のこぎり
中央町2丁目の山崎国男さんの家は、もとげた屋さん。山崎さんが10歳くらいだった大正末期、お正月が近づくと、店はげたを買う人でとてもにぎわったそうです。
山崎国男さん(中央町2)
- 写真あり -
今回、市立博物館に寄贈していただいたのは、げたをつくるときに使ったのこぎりです。山崎さんの家は、屋号を「虎屋履物本店」と言い、近郷近在のげたの製造、卸、そして販売まで、一手に引き受けていました。
のこぎりは、福島県や栃木県から買って来た、質の良いキリの木を切るのに使いました。刃渡り60センチ、幅は、23センチもあるのこぎりです。
げたをつくるときは、この大きなのこぎりで、まずキリの丸太を八寸(24センチ)の長さに切り、次に縦に四つ、横に二つに切ると、これが男物のげたをつくるもとになるのだそうです。
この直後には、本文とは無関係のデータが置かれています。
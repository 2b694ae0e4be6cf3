//! Canonical XML 1.0, inclusive and exclusive, over `roxmltree` trees.
//!
//! Canonicalization operates on a subtree: the apex element plus its
//! descendants, optionally minus one excluded subtree (how the
//! enveloped-signature transform removes the `Signature` element from
//! the digested node set). The apex inherits namespace context from its
//! ancestors, so a fragment canonicalized out of a larger document
//! carries the declarations it needs to stand alone.

use std::collections::BTreeMap;

use crate::algorithms::CanonicalizationAlgorithm;

/// Canonicalizes the subtree rooted at `scope`.
///
/// `exclude` removes one element and its whole subtree from the output.
#[must_use]
pub fn canonicalize_subtree(
    scope: roxmltree::Node<'_, '_>,
    exclude: Option<roxmltree::NodeId>,
    algorithm: CanonicalizationAlgorithm,
) -> Vec<u8> {
    let ctx = Canonicalizer {
        exclude,
        with_comments: algorithm.with_comments(),
        exclusive: algorithm.is_exclusive(),
    };
    let mut output = Vec::new();
    ctx.node(scope, &mut output, &BTreeMap::new());
    output
}

struct Canonicalizer {
    exclude: Option<roxmltree::NodeId>,
    with_comments: bool,
    exclusive: bool,
}

/// Namespace bindings rendered so far, keyed by prefix. The default
/// namespace uses the empty-string prefix.
type NsBindings = BTreeMap<String, String>;

impl Canonicalizer {
    fn node(&self, node: roxmltree::Node<'_, '_>, output: &mut Vec<u8>, rendered: &NsBindings) {
        if Some(node.id()) == self.exclude {
            return;
        }
        match node.node_type() {
            roxmltree::NodeType::Element => self.element(node, output, rendered),
            roxmltree::NodeType::Text => {
                escape_text(node.text().unwrap_or(""), output);
            }
            roxmltree::NodeType::Comment => {
                if self.with_comments {
                    output.extend_from_slice(b"<!--");
                    output.extend_from_slice(node.text().unwrap_or("").as_bytes());
                    output.extend_from_slice(b"-->");
                }
            }
            roxmltree::NodeType::PI => {
                output.extend_from_slice(b"<?");
                output.extend_from_slice(node.tag_name().name().as_bytes());
                if let Some(value) = node.text() {
                    if !value.is_empty() {
                        output.push(b' ');
                        output.extend_from_slice(value.as_bytes());
                    }
                }
                output.extend_from_slice(b"?>");
            }
            roxmltree::NodeType::Root => {
                for child in node.children() {
                    self.node(child, output, rendered);
                }
            }
        }
    }

    fn element(&self, node: roxmltree::Node<'_, '_>, output: &mut Vec<u8>, rendered: &NsBindings) {
        let in_scope = in_scope_namespaces(node);

        let mut decls: Vec<(String, String)> = Vec::new();
        if self.exclusive {
            for prefix in utilized_prefixes(node) {
                let Some(uri) = in_scope.get(&prefix) else {
                    continue;
                };
                if rendered.get(&prefix) != Some(uri) {
                    decls.push((prefix, uri.clone()));
                }
            }
            // An unprefixed element outside any namespace must undeclare
            // an inherited default namespace.
            if tag_prefix(node).is_none()
                && node.tag_name().namespace().is_none()
                && rendered.get("").is_some_and(|uri| !uri.is_empty())
            {
                decls.push((String::new(), String::new()));
            }
        } else {
            for (prefix, uri) in &in_scope {
                if prefix == "xml" {
                    continue;
                }
                if rendered.get(prefix) != Some(uri) {
                    decls.push((prefix.clone(), uri.clone()));
                }
            }
            if rendered.get("").is_some_and(|uri| !uri.is_empty()) && !in_scope.contains_key("") {
                decls.push((String::new(), String::new()));
            }
        }
        decls.sort();

        let mut attrs: Vec<(String, String, String, String)> = Vec::new();
        for attr in node.attributes() {
            let ns_uri = attr.namespace().unwrap_or("").to_owned();
            let qname = match attr_prefix(node, &attr) {
                Some(prefix) => format!("{prefix}:{}", attr.name()),
                None => attr.name().to_owned(),
            };
            attrs.push((ns_uri, attr.name().to_owned(), qname, attr.value().to_owned()));
        }
        attrs.sort();

        let name = qualified_name(node);
        output.push(b'<');
        output.extend_from_slice(name.as_bytes());
        for (prefix, uri) in &decls {
            if prefix.is_empty() {
                output.extend_from_slice(b" xmlns=\"");
            } else {
                output.extend_from_slice(b" xmlns:");
                output.extend_from_slice(prefix.as_bytes());
                output.extend_from_slice(b"=\"");
            }
            escape_attr(uri, output);
            output.push(b'"');
        }
        for (_, _, qname, value) in &attrs {
            output.push(b' ');
            output.extend_from_slice(qname.as_bytes());
            output.extend_from_slice(b"=\"");
            escape_attr(value, output);
            output.push(b'"');
        }
        output.push(b'>');

        let mut child_rendered = rendered.clone();
        if self.exclusive {
            for (prefix, uri) in decls {
                child_rendered.insert(prefix, uri);
            }
        } else {
            for (prefix, uri) in &in_scope {
                if prefix != "xml" {
                    child_rendered.insert(prefix.clone(), uri.clone());
                }
            }
        }
        for child in node.children() {
            self.node(child, output, &child_rendered);
        }

        output.extend_from_slice(b"</");
        output.extend_from_slice(name.as_bytes());
        output.push(b'>');
    }
}

/// Collects namespace bindings in scope for an element, nearest
/// declaration winning.
fn in_scope_namespaces(node: roxmltree::Node<'_, '_>) -> NsBindings {
    let mut levels: Vec<NsBindings> = Vec::new();
    let mut current = Some(node);
    while let Some(n) = current {
        if n.is_element() {
            let mut level = NsBindings::new();
            for ns in n.namespaces() {
                level.insert(ns.name().unwrap_or("").to_owned(), ns.uri().to_owned());
            }
            levels.push(level);
        }
        current = n.parent();
    }

    let mut result = NsBindings::new();
    for level in levels.into_iter().rev() {
        for (prefix, uri) in level {
            if uri.is_empty() {
                result.remove(&prefix);
            } else {
                result.insert(prefix, uri);
            }
        }
    }
    result
}

/// Prefixes visibly utilized by an element: its own prefix plus each
/// prefixed attribute's.
fn utilized_prefixes(node: roxmltree::Node<'_, '_>) -> Vec<String> {
    let mut prefixes: Vec<String> = Vec::new();
    match tag_prefix(node) {
        Some(prefix) => prefixes.push(prefix.to_owned()),
        None => {
            if node.tag_name().namespace().is_some() {
                prefixes.push(String::new());
            }
        }
    }
    for attr in node.attributes() {
        if let Some(prefix) = attr_prefix(node, &attr) {
            if prefix != "xml" && !prefixes.iter().any(|p| p == &prefix) {
                prefixes.push(prefix);
            }
        }
    }
    prefixes.sort();
    prefixes
}

fn qualified_name(node: roxmltree::Node<'_, '_>) -> String {
    match tag_prefix(node) {
        Some(prefix) => format!("{prefix}:{}", node.tag_name().name()),
        None => node.tag_name().name().to_owned(),
    }
}

/// Prefix of the element's tag name as written in the document.
pub(crate) fn tag_prefix<'input>(node: roxmltree::Node<'_, 'input>) -> Option<&'input str> {
    let text = node.document().input_text();
    let rest = &text[node.range().start + 1..];
    let end = rest
        .find(|c: char| c.is_whitespace() || c == '/' || c == '>')
        .unwrap_or(rest.len());
    rest[..end].split_once(':').map(|(prefix, _)| prefix)
}

fn attr_prefix(
    node: roxmltree::Node<'_, '_>,
    attr: &roxmltree::Attribute<'_, '_>,
) -> Option<String> {
    if attr.namespace() == Some("http://www.w3.org/XML/1998/namespace") {
        return Some("xml".to_owned());
    }
    let qname = &node.document().input_text()[attr.range_qname()];
    qname.split_once(':').map(|(prefix, _)| prefix.to_owned())
}

fn escape_text(text: &str, output: &mut Vec<u8>) {
    for b in text.bytes() {
        match b {
            b'&' => output.extend_from_slice(b"&amp;"),
            b'<' => output.extend_from_slice(b"&lt;"),
            b'>' => output.extend_from_slice(b"&gt;"),
            b'\r' => output.extend_from_slice(b"&#xD;"),
            other => output.push(other),
        }
    }
}

fn escape_attr(value: &str, output: &mut Vec<u8>) {
    for b in value.bytes() {
        match b {
            b'&' => output.extend_from_slice(b"&amp;"),
            b'<' => output.extend_from_slice(b"&lt;"),
            b'"' => output.extend_from_slice(b"&quot;"),
            b'\t' => output.extend_from_slice(b"&#x9;"),
            b'\n' => output.extend_from_slice(b"&#xA;"),
            b'\r' => output.extend_from_slice(b"&#xD;"),
            other => output.push(other),
        }
    }
}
この作業のことを「木取(きど)る」と言い、作業する人のことを「木(こ)びき」と呼びました。昔は、すべて分業の手作業でしたから、職人さんたちも20人くらいはいたそうです。そのほかにも、番頭さんやご飯の支度をする女の人など、大勢の人たちが働いていました。昭和の初期になって電動化が始まると、もう、のこぎりも使われなくなってしまいました。